Mi capucha hacía permanecer umbrío mi rostro, pero, aun así, yo no era capaz de ver lo que había enfrente, así que tuve que alzar mi brazo derecho y cubrirme la testa, avistando, desconcertado, un haz de luz que iluminaba con firmeza un templo antiguo que se levantaba derruido.

Parecía tener más años que historias que contar, y unos alegres pájaros diáfanos volaban a su alrededor, pero siempre sin acercarse, como intentando evitarlo, o quizá como viviendo armónicamente con su presencia.

Un foso de aguas claras me separaba de su entrada, y el único camino que parecía unirlo vagamente era una serie de pilares desordenados, quizás antiguos sustentos de algún puente que hacía de nexo. Pero no apuesto por ello, simplemente parecían estacas clavadas en el lodo del fondo, que torcidas o rectas, caídas o erguidas, se disponían como único camino, enlace o unión para los más valientes y afanados; criba de cobardes y temerosos.

Y yo, quien creía conocerme, dudé mientras el arco de mi mano que cubría mi tez se trasladaba al colodrillo tapado por mi capucha verde, rascándolo levemente en mi hesitación. Postré mi rodilla izquierda en el húmedo terreno y me quité la mochila de la espalda, cediéndosela al abrigo del frío césped. La abrí y rebusqué y rebusqué entre rebuscos inconclusos, encontrando al fin lo que rebuscando tanto había esperado.

El brazalete de mi hermano, con tan poca historia, pero con un valor incalculable. Cubierto en unas vendas, lo destapé y utilicé éstas para cubrirme ambas muñecas. Me acerqué a las orillas y observé que el parduzco suelo se tornaba negro entre cada bocanada de movimiento.

Las aguas, aun estando estancadas, no permanecían quietas, y eso me infirió un extraño sentido de alerta y de peligro, pero a la vez uno de calma y de fluidez; la confusión en una mirada.
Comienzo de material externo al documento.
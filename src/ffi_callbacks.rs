//! FFI callback interfaces for UniFFI bindings

#![cfg(feature = "uniffi")]

use crate::error::{MessagingError, Result};
use crate::events::{Event, SdkEvent};
use crate::interactive::{
    ForegroundState, ForegroundStateMonitor, InAppView, NotificationAction, NotificationCategory,
    ScreenHandle,
};
use crate::message::Message;
use crate::reporting::ReportSink;
use crate::sync::MsisdnRegistrar;
use async_trait::async_trait;
use std::sync::Arc;

/// Foreground state supplied by the Kotlin/Swift host
#[uniffi::export(callback_interface)]
pub trait ForegroundCallback: Send + Sync {
    fn foreground_state(&self) -> ForegroundState;
}

/// In-app dialog presentation implemented by the host
#[uniffi::export(callback_interface)]
pub trait InAppViewCallback: Send + Sync {
    fn show(
        &self,
        message: Message,
        category: Option<NotificationCategory>,
        actions: Vec<NotificationAction>,
        screen: Option<ScreenHandle>,
    );
}

/// Receives library events
#[uniffi::export(callback_interface)]
pub trait EventCallback: Send + Sync {
    fn on_event(&self, event: Event, message_ids: Vec<String>, error: Option<String>);
}

/// Report requests performed by the host's HTTP stack.
///
/// Called on a blocking worker thread; returns whether the backend accepted
/// the reports.
#[uniffi::export(callback_interface)]
pub trait ReportSinkCallback: Send + Sync {
    fn report_delivery(&self, message_ids: Vec<String>) -> bool;
    fn report_seen(&self, message_ids: Vec<String>) -> bool;
}

/// MSISDN registration performed by the host's HTTP stack
#[uniffi::export(callback_interface)]
pub trait MsisdnRegistrarCallback: Send + Sync {
    fn register_msisdn(&self, msisdn: i64) -> bool;
}

/// Adapts a host callback to [`ForegroundStateMonitor`]
pub struct ForegroundCallbackAdapter(pub Box<dyn ForegroundCallback>);

impl ForegroundStateMonitor for ForegroundCallbackAdapter {
    fn foreground_state(&self) -> ForegroundState {
        self.0.foreground_state()
    }
}

/// Adapts a host callback to [`InAppView`]
pub struct InAppViewCallbackAdapter(pub Box<dyn InAppViewCallback>);

impl InAppView for InAppViewCallbackAdapter {
    fn show(
        &self,
        message: &Message,
        category: Option<&NotificationCategory>,
        actions: &[NotificationAction],
        screen: Option<&ScreenHandle>,
    ) {
        self.0.show(
            message.clone(),
            category.cloned(),
            actions.to_vec(),
            screen.cloned(),
        );
    }
}

/// Adapts a host callback to [`ReportSink`]
pub struct ReportSinkCallbackAdapter(Arc<dyn ReportSinkCallback>);

impl ReportSinkCallbackAdapter {
    pub fn new(callback: Box<dyn ReportSinkCallback>) -> Self {
        Self(Arc::from(callback))
    }

    async fn call(
        &self,
        message_ids: &[String],
        request: fn(&dyn ReportSinkCallback, Vec<String>) -> bool,
    ) -> Result<()> {
        let callback = self.0.clone();
        let ids = message_ids.to_vec();
        let accepted = tokio::task::spawn_blocking(move || request(callback.as_ref(), ids))
            .await
            .map_err(|e| MessagingError::api(format!("Report callback failed: {}", e)))?;
        if accepted {
            Ok(())
        } else {
            Err(MessagingError::api("Backend rejected the reports"))
        }
    }
}

#[async_trait]
impl ReportSink for ReportSinkCallbackAdapter {
    async fn report_delivery(&self, message_ids: &[String]) -> Result<()> {
        self.call(message_ids, |cb, ids| cb.report_delivery(ids)).await
    }

    async fn report_seen(&self, message_ids: &[String]) -> Result<()> {
        self.call(message_ids, |cb, ids| cb.report_seen(ids)).await
    }
}

/// Adapts a host callback to [`MsisdnRegistrar`]
pub struct MsisdnRegistrarCallbackAdapter(Arc<dyn MsisdnRegistrarCallback>);

impl MsisdnRegistrarCallbackAdapter {
    pub fn new(callback: Box<dyn MsisdnRegistrarCallback>) -> Self {
        Self(Arc::from(callback))
    }
}

#[async_trait]
impl MsisdnRegistrar for MsisdnRegistrarCallbackAdapter {
    async fn register_msisdn(&self, msisdn: i64) -> Result<()> {
        let callback = self.0.clone();
        let accepted = tokio::task::spawn_blocking(move || callback.register_msisdn(msisdn))
            .await
            .map_err(|e| MessagingError::api(format!("MSISDN callback failed: {}", e)))?;
        if accepted {
            Ok(())
        } else {
            Err(MessagingError::api("Backend rejected the MSISDN"))
        }
    }
}

/// Forward an event to a host callback
pub fn forward_event(callback: &dyn EventCallback, event: &SdkEvent) {
    callback.on_event(event.event, event.message_ids.clone(), event.error.clone());
}
//! Presents in-app dialogs for incoming messages.

use super::category::{NotificationAction, NotificationCategory, CANCEL_ACTION};
use super::foreground::ScreenHandle;
use super::rules::{DisplayDecision, InAppRules};
use crate::events::{Event, EventDispatcher, SdkEvent};
use crate::message::Message;
use crate::reporting::MessageReports;
use parking_lot::Mutex;
use std::sync::Arc;
use tracing::{debug, info};

/// Host-side dialog presentation
pub trait InAppView: Send + Sync {
    fn show(
        &self,
        message: &Message,
        category: Option<&NotificationCategory>,
        actions: &[NotificationAction],
        screen: Option<&ScreenHandle>,
    );
}

/// Runs messages through [`InAppRules`] and shows, defers or drops them.
///
/// Only the newest deferred message is kept; it is re-evaluated when the app
/// comes to the foreground.
pub struct InAppNotificationHandler {
    rules: InAppRules,
    view: Arc<dyn InAppView>,
    dispatcher: EventDispatcher,
    reports: MessageReports,
    deferred: Mutex<Option<Message>>,
    enabled: bool,
}

impl InAppNotificationHandler {
    pub fn new(
        rules: InAppRules,
        view: Arc<dyn InAppView>,
        dispatcher: EventDispatcher,
        reports: MessageReports,
        enabled: bool,
    ) -> Self {
        Self {
            rules,
            view,
            dispatcher,
            reports,
            deferred: Mutex::new(None),
            enabled,
        }
    }

    pub fn handle_message(&self, message: Message) -> DisplayDecision {
        if !self.enabled {
            return DisplayDecision::Suppress;
        }

        let decision = self.rules.should_display_dialog_for(&message);
        match &decision {
            DisplayDecision::Suppress => {}
            DisplayDecision::DeferUntilForeground => {
                debug!("Keeping message {} until foreground", message.message_id);
                *self.deferred.lock() = Some(message);
            }
            DisplayDecision::ShowNow {
                category,
                actions,
                screen,
            } => {
                info!("Showing in-app dialog for message {}", message.message_id);
                self.view
                    .show(&message, category.as_ref(), actions, screen.as_ref());
            }
        }

        // The app may have come to the foreground between the rule check and
        // the store, after the foreground listener found the cache empty.
        if decision == DisplayDecision::DeferUntilForeground && self.rules.is_app_in_foreground() {
            if let Some(redecided) = self.app_went_to_foreground() {
                return redecided;
            }
        }
        decision
    }

    /// Re-evaluate the deferred message, if any
    pub fn app_went_to_foreground(&self) -> Option<DisplayDecision> {
        let message = self.deferred.lock().take()?;
        Some(self.handle_message(message))
    }

    /// The user picked a dialog button. Any choice marks the message seen;
    /// cancel only dismisses.
    pub fn user_tapped_action(&self, message: &Message, action: &NotificationAction) {
        self.reports.report_seen([message.message_id.clone()]);
        if action.id == CANCEL_ACTION {
            return;
        }

        self.dispatcher.emit(
            &SdkEvent::new(Event::NotificationActionTapped)
                .with_message(message.clone())
                .with_action(action.clone()),
        );
    }

    pub fn deferred_message(&self) -> Option<Message> {
        self.deferred.lock().clone()
    }

    pub fn is_enabled(&self) -> bool {
        self.enabled
    }
}

impl std::fmt::Debug for InAppNotificationHandler {
    fn fmt(&self, f: &mut std::fmt::Formatter<'_>) -> std::fmt::Result {
        f.debug_struct("InAppNotificationHandler")
            .field("enabled", &self.enabled)
            .field("deferred", &self.deferred.lock().as_ref().map(|m| &m.message_id))
            .finish()
    }
}
//! Configuration options for the mobile messaging client.

use crate::error::{MessagingError, Result};
use crate::utils::is_blank;
use serde::{Deserialize, Serialize};
use std::time::Duration;
use url::Url;

/// Default backend base URI
pub const DEFAULT_API_URI: &str = "https://mobile.infobip.com";

/// Default delay for coalescing outgoing reports
pub const DEFAULT_BATCH_REPORTING_DELAY_MS: u64 = 5_000;

/// Configuration options for creating a mobile messaging client
#[derive(Debug, Clone, Serialize, Deserialize)]
#[cfg_attr(feature = "uniffi", derive(uniffi::Record))]
#[serde(rename_all = "camelCase")]
pub struct MessagingOptions {
    /// Application code from the messaging portal
    pub application_code: String,

    /// Backend base URI
    #[serde(default)]
    pub api_uri: Option<String>,

    /// Delay window for batched reports in milliseconds (default: 5000)
    #[serde(default)]
    pub batch_reporting_delay_ms: Option<u64>,

    /// Show interactive in-app dialogs for messages that request them
    #[serde(default)]
    pub in_app_dialogs_enabled: Option<bool>,

    /// Enable debug logging
    #[serde(default)]
    pub debug: Option<bool>,
}

impl Default for MessagingOptions {
    fn default() -> Self {
        Self {
            application_code: String::new(),
            api_uri: Some(DEFAULT_API_URI.to_string()),
            batch_reporting_delay_ms: Some(DEFAULT_BATCH_REPORTING_DELAY_MS),
            in_app_dialogs_enabled: Some(true),
            debug: Some(false),
        }
    }
}

impl MessagingOptions {
    /// Create new options with just the application code
    pub fn new(application_code: impl Into<String>) -> Self {
        Self {
            application_code: application_code.into(),
            ..Default::default()
        }
    }

    /// Builder pattern: set backend base URI
    pub fn api_uri(mut self, uri: impl Into<String>) -> Self {
        self.api_uri = Some(uri.into());
        self
    }

    /// Builder pattern: set batch reporting delay
    pub fn batch_reporting_delay_ms(mut self, delay_ms: u64) -> Self {
        self.batch_reporting_delay_ms = Some(delay_ms);
        self
    }

    /// Builder pattern: enable/disable in-app dialogs
    pub fn in_app_dialogs_enabled(mut self, enabled: bool) -> Self {
        self.in_app_dialogs_enabled = Some(enabled);
        self
    }

    /// Builder pattern: enable debug mode
    pub fn debug(mut self, enabled: bool) -> Self {
        self.debug = Some(enabled);
        self
    }

    /// Get batch reporting delay duration
    pub fn get_batch_reporting_delay(&self) -> Duration {
        Duration::from_millis(
            self.batch_reporting_delay_ms
                .unwrap_or(DEFAULT_BATCH_REPORTING_DELAY_MS),
        )
    }

    /// Check if debug mode is enabled
    pub fn is_debug(&self) -> bool {
        self.debug.unwrap_or(false)
    }
}

/// Internal configuration derived from MessagingOptions
#[derive(Debug, Clone)]
pub struct Config {
    pub application_code: String,
    pub api_uri: Url,
    pub batch_reporting_delay: Duration,
    pub in_app_dialogs_enabled: bool,
    pub debug: bool,
}

impl TryFrom<MessagingOptions> for Config {
    type Error = MessagingError;

    fn try_from(opts: MessagingOptions) -> Result<Self> {
        if is_blank(&opts.application_code) {
            return Err(MessagingError::config("Application code is required"));
        }

        let api_uri = Url::parse(opts.api_uri.as_deref().unwrap_or(DEFAULT_API_URI))?;
        if !matches!(api_uri.scheme(), "http" | "https") {
            return Err(MessagingError::config(format!(
                "Unsupported API URI scheme: {}",
                api_uri.scheme()
            )));
        }

        Ok(Self {
            batch_reporting_delay: opts.get_batch_reporting_delay(),
            debug: opts.is_debug(),
            in_app_dialogs_enabled: opts.in_app_dialogs_enabled.unwrap_or(true),
            application_code: opts.application_code,
            api_uri,
        })
    }
}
Aquellos pilares de mármol musgoso parecían imponerse poderosos, exacerbados y omnipotentes, como pudiéndolo todo sin necesitar de nada. Pero sólo eran eso, pilares de mármol musgoso que no actuaban de otra cosa que de guardianes; peones de un ser más poderoso y superior, inferiores seres bajo la existencia de otros, sustancias con sustento.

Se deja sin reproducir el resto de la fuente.